Eldorado Memories

Mine was not un-cheerful, just gothic as all hell a lot of the time.

I used to lay in a room that was more a maid’s closet, our playroom dark beyond the doorway I faced, and watch as a scintilla of light grew to a circle, from which came a small rat-like man in boots and overcoat of the sort Puss In Boots is often depicted as wearing. Bucklers, gauntlets, floppy hat and so on.

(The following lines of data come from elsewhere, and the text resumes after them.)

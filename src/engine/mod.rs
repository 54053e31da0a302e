//! Prerequisite-graph selection engine
//!
//! A blessing is a small DAG of sigils. Picking sigils spends typed resource
//! units and opens quota in power categories; boosts spend one more unit for
//! extra quota. Removing anything prunes whatever depended on it, so a
//! blessing can never be observed with a dangling pick.

mod boost;
mod powers;
pub mod quota;
pub mod selector;
pub mod state;

pub use quota::compute_quotas;
pub use selector::SigilGraphEngine;
pub use state::{CategorySnapshot, Cleanup, EngineSnapshot, SelectionState, Toggle};
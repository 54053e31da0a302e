//! Sigilcraft - blessing build configurator
//!
//! Each blessing is a prerequisite graph of sigils that spend typed resource
//! units and open quota for powers. One generic engine drives all of them;
//! the build layer shares the resource pool between blessings.

pub mod blessings;
pub mod build;
pub mod core;
pub mod engine;
pub mod graph;
pub mod resources;

pub use blessings::BlessingCatalog;
pub use build::CharacterBuild;
pub use core::{BuildConfig, BuildError, ResourceType};
pub use engine::{SigilGraphEngine, Toggle};
pub use resources::{compute_totals, ResourcePool, ResourceTally};
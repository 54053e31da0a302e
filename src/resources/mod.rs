//! Sigil resources - the shared pool and per-blessing usage tallies

pub mod pool;
pub mod tally;

pub use pool::ResourcePool;
pub use tally::{compute_totals, ResourceTally};
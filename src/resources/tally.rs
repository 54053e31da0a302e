//! Used-resource counts and their aggregation across blessings

use ahash::AHashMap;
use serde::{Deserialize, Serialize};
use std::iter::Sum;
use std::ops::AddAssign;

use crate::core::types::ResourceType;

/// Per-type unit counts
///
/// Engines report what their selected sigils and active boosts consume in
/// this form, and `ResourcePool::remaining` hands back what is still
/// spendable in the same shape; gated operations take that remainder as
/// `available`. Missing entries count as zero, so two tallies compare equal
/// whenever every resource type has the same count.
#[derive(Debug, Clone, Default, Serialize, Deserialize)]
#[serde(transparent)]
pub struct ResourceTally {
    counts: AHashMap<ResourceType, u32>,
}

impl ResourceTally {
    pub fn new() -> Self {
        Self::default()
    }

    /// Units counted for a resource type
    pub fn get(&self, resource: ResourceType) -> u32 {
        self.counts.get(&resource).copied().unwrap_or(0)
    }

    /// Count `amount` more units of a resource type
    pub fn add(&mut self, resource: ResourceType, amount: u32) {
        if amount > 0 {
            *self.counts.entry(resource).or_insert(0) += amount;
        }
    }

    /// Whether at least one unit of `resource` is counted
    pub fn has_unit(&self, resource: ResourceType) -> bool {
        self.get(resource) >= 1
    }

    /// Sum across every resource type
    pub fn total(&self) -> u32 {
        self.counts.values().sum()
    }

    pub fn is_empty(&self) -> bool {
        self.total() == 0
    }

    /// Non-zero entries in `ResourceType::ALL` order
    pub fn iter(&self) -> impl Iterator<Item = (ResourceType, u32)> + '_ {
        ResourceType::ALL
            .into_iter()
            .map(|r| (r, self.get(r)))
            .filter(|(_, n)| *n > 0)
    }
}

impl PartialEq for ResourceTally {
    fn eq(&self, other: &Self) -> bool {
        ResourceType::ALL
            .iter()
            .all(|r| self.get(*r) == other.get(*r))
    }
}

impl Eq for ResourceTally {}

impl FromIterator<(ResourceType, u32)> for ResourceTally {
    fn from_iter<I: IntoIterator<Item = (ResourceType, u32)>>(iter: I) -> Self {
        let mut tally = ResourceTally::new();
        for (resource, amount) in iter {
            tally.add(resource, amount);
        }
        tally
    }
}

impl AddAssign<&ResourceTally> for ResourceTally {
    fn add_assign(&mut self, rhs: &ResourceTally) {
        for (resource, amount) in rhs.iter() {
            self.add(resource, amount);
        }
    }
}

impl std::ops::Add for ResourceTally {
    type Output = ResourceTally;

    fn add(mut self, rhs: ResourceTally) -> ResourceTally {
        self += &rhs;
        self
    }
}

impl Sum for ResourceTally {
    fn sum<I: Iterator<Item = ResourceTally>>(iter: I) -> Self {
        iter.fold(ResourceTally::new(), |acc, tally| acc + tally)
    }
}

/// Sum the used-resource tallies of every blessing into one total
///
/// Pure and order-independent; recomputed whenever any blessing changes.
pub fn compute_totals<'a, I>(tallies: I) -> ResourceTally
where
    I: IntoIterator<Item = &'a ResourceTally>,
{
    let mut totals = ResourceTally::new();
    for tally in tallies {
        totals += tally;
    }
    totals
}
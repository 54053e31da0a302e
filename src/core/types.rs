//! Core type definitions used throughout the codebase

use derive_more::{Display, From};
use serde::{Deserialize, Serialize};
use std::str::FromStr;

/// The six typed sigil currencies
#[derive(
    Debug, Clone, Copy, PartialEq, Eq, Hash, PartialOrd, Ord, Serialize, Deserialize, Display,
)]
#[serde(rename_all = "lowercase")]
pub enum ResourceType {
    #[display(fmt = "kaarn")]
    Kaarn,
    #[display(fmt = "purth")]
    Purth,
    #[display(fmt = "juathas")]
    Juathas,
    #[display(fmt = "xuth")]
    Xuth,
    #[display(fmt = "lekolu")]
    Lekolu,
    #[display(fmt = "sinthru")]
    Sinthru,
}

impl ResourceType {
    /// All resource types, cheapest first
    pub const ALL: [ResourceType; 6] = [
        ResourceType::Kaarn,
        ResourceType::Purth,
        ResourceType::Juathas,
        ResourceType::Xuth,
        ResourceType::Lekolu,
        ResourceType::Sinthru,
    ];
}

impl FromStr for ResourceType {
    type Err = String;

    fn from_str(s: &str) -> Result<Self, Self::Err> {
        match s.trim().to_ascii_lowercase().as_str() {
            "kaarn" => Ok(ResourceType::Kaarn),
            "purth" => Ok(ResourceType::Purth),
            "juathas" => Ok(ResourceType::Juathas),
            "xuth" => Ok(ResourceType::Xuth),
            "lekolu" => Ok(ResourceType::Lekolu),
            "sinthru" => Ok(ResourceType::Sinthru),
            other => Err(format!("unknown resource type '{}'", other)),
        }
    }
}

macro_rules! string_id {
    ($(#[$meta:meta])* $name:ident) => {
        $(#[$meta])*
        #[derive(
            Debug, Clone, PartialEq, Eq, Hash, PartialOrd, Ord, Serialize, Deserialize, Display, From,
        )]
        #[serde(transparent)]
        pub struct $name(pub String);

        impl $name {
            pub fn as_str(&self) -> &str {
                &self.0
            }
        }

        impl From<&str> for $name {
            fn from(s: &str) -> Self {
                Self(s.to_string())
            }
        }
    };
}

string_id!(
    /// Identifier of a node in a blessing's sigil graph
    SigilId
);
string_id!(
    /// Identifier of a power within its category
    PowerId
);
string_id!(
    /// Identifier of a power category (also keys boosts)
    CategoryId
);
string_id!(
    /// Name of a blessing-specific auxiliary assignment (e.g. a companion)
    AuxField
);
string_id!(
    /// Identifier of a blessing
    BlessingId
);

He’d approach me, striding along as if covering much more distance than my playroom contained. Took him a slight while of walking before he stepped into the room, where I could hear his boots on the floor.

Sometimes he’d hop up on the bed, sometimes onto my chest, and sit there making faces at me. Terrifying? I was fascinated, weird little kid that I was. My parents figured, when I finally told them, that it was rats, and we moved that night.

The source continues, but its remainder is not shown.